In other words, the first channel portion CH1 and the second channel portion CH2 may not include a dopant, and the first to third conductive portions 621, 622, and 623 may include a dopant.

Referring to FIG. 6, the display panel according to embodiments of the disclosure may further include an interlayer insulation layer 640 disposed on the first gate electrode G1 and the second gate electrode G2. For example, the interlayer insulation layer 640 may be disposed to cover the active layer ACT, the first gate insulation layer 631, the second gate insulation layer 632, the first gate electrode G1, and the second gate electrode G2.

Referring to FIG. 6, the interlayer insulation layer 640 may be interposed in a space where the first gate electrode G1 and the second gate electrode G2 are spaced apart from each other and a space where the first gate insulation layer 631 and the second gate insulation layer 632 are spaced apart from each other to contact an upper surface of the second conductive portion 622.

The interlayer insulation layer 640 may be an inorganic layer including an inorganic insulating material. For example, the interlayer insulation layer 640 may include at least one of silicon nitride (SiNx), silicon oxide (SiOx), or silicon oxynitride (SiOxNy), but the disclosure is not limited thereto.

Referring to FIG. 6, the drain electrode D is disposed on the interlayer insulation layer 640 and is connected to a portion of the active layer ACT through a hole of the interlayer insulation layer 640, and the source electrode S is disposed on the interlayer insulation layer 640 and is connected to a portion of the active layer ACT through a hole of the interlayer insulation layer 640. The drain electrode D may be connected to the first conductive portion 621, and the source electrode S may be connected to the third conductive portion 623.

Referring to FIG. 6, the display panel according to embodiments of the disclosure may further include a buffer layer 610 between the substrate 111 and the active layer ACT, and a metal pattern LS disposed between the substrate 111 and the buffer layer 610 and overlapping the first and second channel portions CH1 and CH2. For example, the metal pattern LS may overlap the entire active layer ACT.

The buffer layer 610 may be disposed to cover the metal pattern LS. The thickness of the buffer layer 610 disposed between the metal pattern LS and the active layer ACT may be larger than or equal to the thickness of the first gate insulation layer 631 and the thickness of the second gate insulation layer 632. For example, the thickness of the buffer layer 610 disposed between the metal pattern LS and the active layer ACT may be three times or more of the thickness of the first gate insulation layer 631 and the thickness of the second gate insulation layer 632.

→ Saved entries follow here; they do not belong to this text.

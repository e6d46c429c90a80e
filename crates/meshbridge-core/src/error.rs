//! Unified error handling for meshbridge.
//!
//! Each component keeps its own narrow error type (`EncodingError`,
//! `DecodeError`, `ConfigError`, ...). This module provides a common error
//! that callers spanning several components can use, reducing boilerplate
//! at the integration boundary.

use crate::config::ConfigError;
use crate::datapoint::{DecodeError, EncodingError};

/// Unified error type for meshbridge.
#[derive(Debug, Clone, thiserror::Error)]
pub enum Error {
    /// Configuration-related errors.
    #[error("Configuration error: {0}")]
    Config(String),

    /// A value could not be encoded for its declared datapoint type.
    #[error("Encoding error: {0}")]
    Encoding(#[from] EncodingError),

    /// A datapoint frame was truncated or malformed.
    #[error("Decode error: {0}")]
    Decode(#[from] DecodeError),

    /// The host transport failed to deliver a request.
    #[error("Transport error: {0}")]
    Transport(String),

    /// The host capability layer rejected a write.
    #[error("Capability error: {0}")]
    Capability(String),

    /// Serialization/deserialization errors.
    #[error("Serialization error: {0}")]
    Serialization(String),

    /// Not found errors.
    #[error("Not found: {0}")]
    NotFound(String),

    /// Other errors.
    #[error("Other error: {0}")]
    Other(String),
}

impl From<ConfigError> for Error {
    fn from(err: ConfigError) -> Self {
        Self::Config(err.to_string())
    }
}

impl From<serde_json::Error> for Error {
    fn from(err: serde_json::Error) -> Self {
        Self::Serialization(err.to_string())
    }
}

/// Result type alias for convenience.
pub type Result<T> = std::result::Result<T, Error>;

/// Build an [`Error::Transport`] from a message or a format string.
#[macro_export]
macro_rules! transport_err {
    ($msg:expr) => {
        $crate::error::Error::Transport($msg.into())
    };
    ($fmt:expr, $($arg:tt)*) => {
        $crate::error::Error::Transport(format!($fmt, $($arg)*))
    };
}

/// Build an [`Error::Capability`] from a message or a format string.
#[macro_export]
macro_rules! capability_err {
    ($msg:expr) => {
        $crate::error::Error::Capability($msg.into())
    };
    ($fmt:expr, $($arg:tt)*) => {
        $crate::error::Error::Capability(format!($fmt, $($arg)*))
    };
}

#[cfg(test)]
mod tests {
    use super::*;

    #[test]
    fn test_encoding_error_converts() {
        let err: Error = EncodingError::StringTooLong { len: 70_000 }.into();
        assert!(matches!(err, Error::Encoding(_)));
        assert!(err.to_string().contains("70000"));
    }

    #[test]
    fn test_macros() {
        let err = transport_err!("node {} unreachable", 7);
        assert_eq!(err.to_string(), "Transport error: node 7 unreachable");

        let err = capability_err!("rejected");
        assert_eq!(err.to_string(), "Capability error: rejected");
    }
}
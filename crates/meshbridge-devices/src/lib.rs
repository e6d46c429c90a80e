//! Device engine for meshbridge.
//!
//! Per-device sessions that turn mesh traffic into capabilities:
//!
//! - [`transport`]: the boundary to the mesh radio stack
//! - [`capabilities`]: host-side capability store
//! - [`mapper`]: datapoint and attribute heuristics, single write path
//! - [`zone`]: zone enrollment handshake and alarm bitmaps
//! - [`power`]: power source and battery gating
//! - [`learner`]: best-effort profile synthesis for unknown devices
//! - [`session`]: sans-IO per-device state machine
//! - [`host`]: tokio driver owning all sessions

pub mod capabilities;
pub mod host;
pub mod learner;
pub mod mapper;
pub mod power;
pub mod session;
pub mod transport;
pub mod zone;

pub use capabilities::{CapabilitySet, CapabilityStore, CapabilityUpdate, CapabilityWriteError};
pub use host::{DeviceHost, DeviceSnapshot, HostHandle};
pub use learner::{Classification, DeviceClass, LearnedProfile, ProfileLearner, ValueKind};
pub use mapper::{CapabilityMapper, HeuristicTable};
pub use power::{DeviceKind, PowerModel, PowerSource};
pub use session::{DeviceProfile, DeviceSession, InboundEvent, OutboundRequest, RequestId};
pub use transport::{Operation, OperationOutput, Transport, TransportError, TransportResult};
pub use zone::{ZoneEnrollmentState, ZoneRegistry};
//! Dialect detection.
//!
//! Classifies a device from its endpoint topology. The result is additive:
//! a device can be profile-classified and carry the proprietary datapoint
//! flag and any number of private-cluster vendor tags at the same time.

use std::collections::BTreeSet;
use std::fmt;

use serde::{Deserialize, Serialize};

use crate::catalog::{
    id, is_manufacturer_specific, is_private_cluster, ClusterCatalog, ClusterRef, Direction,
};

/// Application profile ids.
pub mod profile {
    pub const HOME_AUTOMATION: u16 = 0x0104;
    pub const SMART_ENERGY: u16 = 0x0109;
    pub const LIGHT_LINK: u16 = 0xC05E;
}

/// Standard application profile a device declares.
#[derive(Debug, Clone, Copy, PartialEq, Eq, Hash, Serialize, Deserialize)]
#[serde(rename_all = "snake_case")]
pub enum StandardProfile {
    HomeAutomation,
    SmartEnergy,
    LightLink,
}

impl StandardProfile {
    pub fn from_profile_id(profile_id: u16) -> Option<Self> {
        match profile_id {
            profile::HOME_AUTOMATION => Some(Self::HomeAutomation),
            profile::SMART_ENERGY => Some(Self::SmartEnergy),
            profile::LIGHT_LINK => Some(Self::LightLink),
            _ => None,
        }
    }
}

/// Clusters of a single endpoint as reported by the transport.
#[derive(Debug, Clone, Default, PartialEq, Eq, Serialize, Deserialize)]
pub struct EndpointTopology {
    pub endpoint: u8,
    /// Declared profile id, if the simple descriptor was read.
    #[serde(default)]
    pub profile_id: Option<u16>,
    #[serde(default)]
    pub input_clusters: Vec<u16>,
    #[serde(default)]
    pub output_clusters: Vec<u16>,
}

impl EndpointTopology {
    pub fn new(endpoint: u8) -> Self {
        Self {
            endpoint,
            ..Default::default()
        }
    }

    pub fn with_profile(mut self, profile_id: u16) -> Self {
        self.profile_id = Some(profile_id);
        self
    }

    pub fn with_inputs(mut self, clusters: impl IntoIterator<Item = u16>) -> Self {
        self.input_clusters.extend(clusters);
        self
    }

    pub fn with_outputs(mut self, clusters: impl IntoIterator<Item = u16>) -> Self {
        self.output_clusters.extend(clusters);
        self
    }

    pub fn has_input(&self, cluster_id: u16) -> bool {
        self.input_clusters.contains(&cluster_id)
    }
}

/// Cluster references of one endpoint.
///
/// The standard set is fixed when the descriptor is built from the topology
/// read; the private set grows as vendor clusters surface in traffic.
#[derive(Debug, Clone, Default, PartialEq, Eq, Serialize, Deserialize)]
pub struct EndpointDescriptor {
    pub endpoint: u8,
    standard: BTreeSet<ClusterRef>,
    private: BTreeSet<ClusterRef>,
}

impl EndpointDescriptor {
    pub fn new(endpoint: u8) -> Self {
        Self {
            endpoint,
            ..Default::default()
        }
    }

    pub fn from_topology(topology: &EndpointTopology) -> Self {
        let mut descriptor = Self::new(topology.endpoint);
        let sides = [
            (&topology.input_clusters, Direction::Input),
            (&topology.output_clusters, Direction::Output),
        ];
        for (clusters, direction) in sides {
            for &cluster_id in clusters {
                let cluster = ClusterRef::new(cluster_id, direction);
                if is_private_cluster(cluster_id) {
                    descriptor.private.insert(cluster);
                } else {
                    descriptor.standard.insert(cluster);
                }
            }
        }
        descriptor
    }

    pub fn standard(&self) -> &BTreeSet<ClusterRef> {
        &self.standard
    }

    pub fn private(&self) -> &BTreeSet<ClusterRef> {
        &self.private
    }

    /// Record a private cluster seen in traffic.
    ///
    /// Returns `true` if the private set grew. Standard clusters are ignored.
    pub fn observe_private(&mut self, cluster_id: u16, direction: Direction) -> bool {
        if !is_private_cluster(cluster_id) {
            return false;
        }
        self.private.insert(ClusterRef::new(cluster_id, direction))
    }

    pub fn has_cluster(&self, cluster_id: u16) -> bool {
        self.standard
            .iter()
            .chain(self.private.iter())
            .any(|c| c.id == cluster_id)
    }
}

/// Endpoint/cluster snapshot delivered at session start.
#[derive(Debug, Clone, Default, PartialEq, Eq, Serialize, Deserialize)]
pub struct TopologySnapshot {
    pub endpoints: Vec<EndpointTopology>,
}

impl TopologySnapshot {
    pub fn new(endpoints: Vec<EndpointTopology>) -> Self {
        Self { endpoints }
    }

    pub fn endpoint(&self, endpoint: u8) -> Option<&EndpointTopology> {
        self.endpoints.iter().find(|e| e.endpoint == endpoint)
    }

    /// One descriptor per endpoint, in snapshot order.
    pub fn descriptors(&self) -> Vec<EndpointDescriptor> {
        self.endpoints
            .iter()
            .map(EndpointDescriptor::from_topology)
            .collect()
    }

    /// Endpoints that expose the given cluster as a server.
    pub fn endpoints_with_input(&self, cluster_id: u16) -> impl Iterator<Item = u8> + '_ {
        self.endpoints
            .iter()
            .filter(move |e| e.has_input(cluster_id))
            .map(|e| e.endpoint)
    }
}

/// Combined dialect classification of one device.
#[derive(Debug, Clone, Default, PartialEq, Eq, Serialize, Deserialize)]
pub struct DialectSet {
    /// Standard profile, if one was declared.
    pub profile: Option<StandardProfile>,
    /// Device tunnels the compact datapoint protocol.
    pub proprietary_datapoint: bool,
    /// Vendor tags of private clusters (`XIAOMI`, `PRIVATE_FC57`, ...).
    pub private_vendors: BTreeSet<String>,
}

impl DialectSet {
    pub fn is_empty(&self) -> bool {
        self.profile.is_none() && !self.proprietary_datapoint && self.private_vendors.is_empty()
    }

    /// Whether any standard profile was declared.
    pub fn is_standard(&self) -> bool {
        self.profile.is_some()
    }

    /// Fold in another classification; never removes anything already set.
    ///
    /// Returns `true` if the set grew.
    pub fn merge(&mut self, other: &DialectSet) -> bool {
        let before = self.clone();
        if self.profile.is_none() {
            self.profile = other.profile;
        }
        self.proprietary_datapoint |= other.proprietary_datapoint;
        self.private_vendors
            .extend(other.private_vendors.iter().cloned());
        *self != before
    }

    /// Record a private cluster that surfaced after the topology read.
    pub fn observe_cluster(&mut self, cluster_id: u16) -> bool {
        let mut extra = DialectSet::default();
        classify_cluster(cluster_id, &mut extra);
        self.merge(&extra)
    }
}

impl fmt::Display for DialectSet {
    fn fmt(&self, f: &mut fmt::Formatter<'_>) -> fmt::Result {
        let mut parts = Vec::new();
        if let Some(profile) = self.profile {
            parts.push(format!("{:?}", profile));
        }
        if self.proprietary_datapoint {
            parts.push("ProprietaryDatapoint".to_string());
        }
        parts.extend(self.private_vendors.iter().cloned());
        if parts.is_empty() {
            write!(f, "none")
        } else {
            write!(f, "{}", parts.join("+"))
        }
    }
}

/// Outcome of dialect detection.
#[derive(Debug, Clone, PartialEq, Eq, Serialize, Deserialize)]
#[serde(tag = "status", rename_all = "snake_case")]
pub enum Detection {
    /// Topology was not available.
    NoTopology,
    Classified(DialectSet),
}

impl Detection {
    pub fn dialects(&self) -> Option<&DialectSet> {
        match self {
            Self::Classified(set) => Some(set),
            Self::NoTopology => None,
        }
    }

    pub fn into_dialects(self) -> DialectSet {
        match self {
            Self::Classified(set) => set,
            Self::NoTopology => DialectSet::default(),
        }
    }
}

/// Synthesized tag for an unknown private cluster.
pub fn private_tag(cluster_id: u16) -> String {
    format!("PRIVATE_{:04X}", cluster_id)
}

fn classify_cluster(cluster_id: u16, set: &mut DialectSet) {
    if cluster_id == id::PROPRIETARY_DATAPOINT {
        set.proprietary_datapoint = true;
    } else if is_manufacturer_specific(cluster_id) {
        let tag = ClusterCatalog::vendor_of(cluster_id)
            .map(str::to_string)
            .unwrap_or_else(|| private_tag(cluster_id));
        set.private_vendors.insert(tag);
    }
}

/// Classify a device from its topology.
pub fn detect(topology: Option<&TopologySnapshot>) -> Detection {
    let Some(topology) = topology.filter(|t| !t.endpoints.is_empty()) else {
        return Detection::NoTopology;
    };

    let mut set = DialectSet::default();
    for endpoint in &topology.endpoints {
        if set.profile.is_none() {
            set.profile = endpoint.profile_id.and_then(StandardProfile::from_profile_id);
        }
        for &cluster in &endpoint.input_clusters {
            classify_cluster(cluster, &mut set);
        }
        // Private clusters count on either side; the datapoint tunnel only as a server
        for &cluster in &endpoint.output_clusters {
            if cluster != id::PROPRIETARY_DATAPOINT {
                classify_cluster(cluster, &mut set);
            }
        }
    }
    Detection::Classified(set)
}
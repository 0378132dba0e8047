//! Status codes: local status vocabularies and their aggregation
//!
//! Every unit owns a contiguous slice of a flat integer code space. A unit
//! reserves `width` slots for itself, followed by one slice per dependency in
//! declaration order. Full success anywhere collapses to `0`; the first
//! failure found (own status first, then dependencies in order) wins.

use std::fmt;

use tracing::{trace, warn};

use crate::domain::unit::UnitRef;

/// A closed status vocabulary of a unit.
///
/// Ordinal `0` always means "no error"; the width of the vocabulary is the
/// number of variants. Use [`local_status!`](crate::local_status) to declare
/// one.
pub trait LocalStatus: Copy + fmt::Debug + 'static {
    /// All variants, in ordinal order. The first one is the success value.
    const ALL: &'static [Self];

    /// Position of this variant in [`LocalStatus::ALL`].
    fn ordinal(self) -> u32;

    /// Width of the vocabulary as a code-space reservation.
    fn width() -> StatusWidth {
        StatusWidth::Weighted(Self::ALL.len() as u32)
    }

    fn is_success(self) -> bool {
        self.ordinal() == 0
    }
}

/// How many code slots a unit occupies in its parent's code space.
#[derive(Debug, Clone, Copy, PartialEq, Eq)]
pub enum StatusWidth {
    /// The unit declares a vocabulary of this many values.
    Weighted(u32),
    /// The unit exposes only success/failure; it always occupies one slot.
    Opaque,
}

impl StatusWidth {
    /// Number of slots reserved in the flat code space.
    pub fn slots(self) -> u32 {
        match self {
            StatusWidth::Weighted(width) => width,
            StatusWidth::Opaque => 1,
        }
    }
}

impl fmt::Display for StatusWidth {
    fn fmt(&self, f: &mut fmt::Formatter<'_>) -> fmt::Result {
        match self {
            StatusWidth::Weighted(width) => write!(f, "{width}"),
            StatusWidth::Opaque => f.write_str("opaque"),
        }
    }
}

/// Fold a unit's own status and its dependencies into one status code.
///
/// * a non-zero local ordinal is returned as is, dependencies are not polled
/// * otherwise the unit's own slots are skipped and each dependency is polled
///   in order; a succeeding dependency advances the base by its slot count
/// * the first failing dependency yields `base + code` when it declares a
///   width, or `base + 1` when it is opaque
/// * all dependencies succeeding yields `0`
/// * a dependency that is mutably borrowed (busy) cannot be polled and
///   counts as an opaque failure
pub fn aggregate(local: Option<u32>, own: StatusWidth, dependencies: &[UnitRef]) -> u32 {
    if let Some(ordinal) = local.filter(|&ordinal| ordinal > 0) {
        return ordinal;
    }
    let mut base = own.slots();
    for dependency in dependencies {
        let Ok(dependency) = dependency.try_borrow() else {
            warn!(base, "dependency is busy, status unknown; reporting it as failed");
            return base.saturating_add(1);
        };
        let code = dependency.status_code();
        let width = dependency.status_width();
        if code == 0 {
            base = base.saturating_add(width.slots());
            continue;
        }
        trace!(
            unit = %dependency.name(),
            code,
            base,
            "dependency failed, remaining dependencies not polled"
        );
        return match width {
            StatusWidth::Weighted(_) => base.saturating_add(code),
            StatusWidth::Opaque => base.saturating_add(1),
        };
    }
    0
}

/// Total size of a unit's code space: own width plus every dependency's slots.
pub fn max_code(own: StatusWidth, dependencies: &[UnitRef]) -> u32 {
    dependencies.iter().fold(own.slots(), |sum, dependency| {
        let slots = match dependency.try_borrow() {
            Ok(dependency) => dependency.status_width().slots(),
            Err(_) => {
                warn!("dependency is busy, counting one slot");
                1
            }
        };
        sum.saturating_add(slots)
    })
}

/// Declare a closed status vocabulary for a unit.
///
/// The first variant is the success value (ordinal `0`).
///
/// ```
/// launchkit::local_status! {
///     pub enum FetchStatus {
///         Ok,
///         Unreachable,
///         Corrupt,
///     }
/// }
///
/// use launchkit::domain::LocalStatus;
/// assert_eq!(FetchStatus::Corrupt.ordinal(), 2);
/// assert_eq!(FetchStatus::width().slots(), 3);
/// ```
#[macro_export]
macro_rules! local_status {
    (
        $(#[$meta:meta])*
        $vis:vis enum $name:ident {
            $(#[$ok_meta:meta])*
            $ok:ident
            $(, $(#[$variant_meta:meta])* $variant:ident)*
            $(,)?
        }
    ) => {
        $(#[$meta])*
        #[derive(Debug, Clone, Copy, PartialEq, Eq, Hash)]
        $vis enum $name {
            $(#[$ok_meta])*
            $ok,
            $($(#[$variant_meta])* $variant,)*
        }

        impl $crate::domain::LocalStatus for $name {
            const ALL: &'static [Self] = &[$name::$ok $(, $name::$variant)*];

            fn ordinal(self) -> u32 {
                self as u32
            }
        }
    };
}

#[cfg(test)]
mod tests {
    use super::*;

    crate::local_status! {
        enum Probe {
            Ok,
            Slow,
            Dead,
        }
    }

    #[test]
    fn given_declared_vocabulary_when_queried_then_ordinals_follow_declaration() {
        assert_eq!(Probe::Ok.ordinal(), 0);
        assert_eq!(Probe::Slow.ordinal(), 1);
        assert_eq!(Probe::Dead.ordinal(), 2);
        assert!(Probe::Ok.is_success());
        assert!(!Probe::Dead.is_success());
        assert_eq!(Probe::width(), StatusWidth::Weighted(3));
    }

    #[test]
    fn given_widths_when_counting_slots_then_opaque_takes_one() {
        assert_eq!(StatusWidth::Weighted(4).slots(), 4);
        assert_eq!(StatusWidth::Opaque.slots(), 1);
    }

    #[test]
    fn given_no_dependencies_when_aggregating_then_local_status_decides() {
        assert_eq!(aggregate(None, StatusWidth::Weighted(3), &[]), 0);
        assert_eq!(aggregate(Some(0), StatusWidth::Weighted(3), &[]), 0);
        assert_eq!(aggregate(Some(2), StatusWidth::Weighted(3), &[]), 2);
    }

    #[test]
    fn given_no_dependencies_when_measuring_then_max_code_is_own_width() {
        assert_eq!(max_code(StatusWidth::Weighted(5), &[]), 5);
        assert_eq!(max_code(StatusWidth::Opaque, &[]), 1);
    }
}
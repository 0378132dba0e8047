//! Infrastructure-level errors: registry wiring and logging control

use thiserror::Error;
use tracing_subscriber::filter::ParseError;
use tracing_subscriber::reload;
use tracing_subscriber::util::TryInitError;

/// Registry wiring mistakes, detected when the registry is built.
#[derive(Error, Debug)]
pub enum RegistryError {
    #[error("command name must not be empty")]
    EmptyName,

    #[error("tag registered twice: {0}")]
    DuplicateTag(String),

    #[error("alias {alias} points to unknown command {target}")]
    UnknownAliasTarget { alias: String, target: String },
}

/// Failures while installing or adjusting the log filter.
#[derive(Error, Debug)]
pub enum LoggingError {
    #[error("invalid log directive '{directive}': {source}")]
    InvalidDirective {
        directive: String,
        #[source]
        source: ParseError,
    },

    #[error("cannot reload log filter: {0}")]
    Reload(#[from] reload::Error),

    #[error("cannot install logging: {0}")]
    Init(#[from] TryInitError),
}

pub type RegistryResult<T> = Result<T, RegistryError>;
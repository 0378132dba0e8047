//! Domain layer: units and status aggregation
//!
//! This layer is independent of external concerns (no I/O, no CLI, no config loading).

pub mod error;
pub mod status;
pub mod unit;

pub use error::{AbsorbError, UnitError};
pub use status::{LocalStatus, StatusWidth};
pub use unit::{RunError, RunResult, Unit, UnitRef};
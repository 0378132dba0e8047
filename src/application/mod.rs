//! Application layer: commands and the launcher
//!
//! This layer dispatches the command line and drives the main unit.

pub mod command;
pub mod commands;
pub mod error;
pub mod launcher;

pub use command::{ArgCursor, Command, CommandResult, Flow, TokenKind};
pub use error::CommandError;
pub use launcher::{Launcher, ScanOutcome};
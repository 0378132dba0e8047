//! `--help`: usage summary built from the registry

use itertools::Itertools;

use crate::application::command::{ArgCursor, Command, CommandResult, Flow};
use crate::cli::output;
use crate::infrastructure::di::Registry;

/// Prints every registered command with its tags, arg spec and summary,
/// then skips the application run.
pub struct HelpCommand {
    program: String,
}

impl HelpCommand {
    pub fn new(program: impl Into<String>) -> Self {
        Self {
            program: program.into(),
        }
    }

    pub fn synopsis(&self) -> String {
        format!("Usage: {} [args]", self.program)
    }

    /// Usage text below the synopsis line.
    pub fn usage(&self, registry: &Registry) -> String {
        let mut lines = vec![
            String::new(),
            " where: args := arg [args] ;".to_string(),
            "  arg is one of the following:".to_string(),
        ];

        for listing in registry.list_commands() {
            let tags = std::iter::once(listing.tag)
                .chain(listing.aliases.iter().copied())
                .join(", ");
            lines.push(String::new());
            lines.push(with_arg_spec(format!(" {tags}"), listing.command.arg_spec()));
            lines.push(String::new());
            lines.push(format!("   {}", listing.command.summary()));
        }

        if let Some(handler) = registry.default_handler() {
            lines.push(String::new());
            lines.push(format!(" {}", handler.arg_spec().unwrap_or("argument")));
            lines.push(String::new());
            lines.push(format!("   {}", handler.summary()));
        }

        lines.push(String::new());
        lines.join("\n")
    }
}

fn with_arg_spec(tags: String, arg_spec: Option<&str>) -> String {
    match arg_spec {
        Some(spec) => format!("{tags} {spec}"),
        None => tags,
    }
}

impl Command for HelpCommand {
    fn process(&self, _args: &mut ArgCursor<'_>, registry: &Registry) -> CommandResult {
        output::header(&self.synopsis());
        output::info(&self.usage(registry));
        Ok(Flow::SkipRun)
    }

    fn summary(&self) -> &str {
        "Displays this help screen and exits."
    }
}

In the display panel according to embodiments of the disclosure, the metal pattern LS may be at least one of a light blocking layer, a line, and an electrode. Accordingly, the metal pattern LS may have one of a state not connected to the transistor TR, a state where the gate voltage applied to the first gate electrode G1 is applied, a state where the ground voltage is applied, and an electrically floated state.

The plan view illustrated in FIG. 6 may represent an upper surface of the transistor TR including the first transistor TR1 and the second transistor TR2. The source electrode S and the drain electrode D may be disposed at two opposite ends of the transistor TR. The first and second gate insulation layers 631 and 632 and the first and second gate electrodes G1 and G2 may be disposed between the source electrode S and the drain electrode D. A third conductive portion 623 may be disposed between the source electrode S and the first gate insulation layer 631, a second conductive portion 622 may be disposed between the first gate insulation layer 631 and the second gate insulation layer 632, and a first conductive portion 621 may be disposed between the second gate insulation layer 632 and the drain electrode D.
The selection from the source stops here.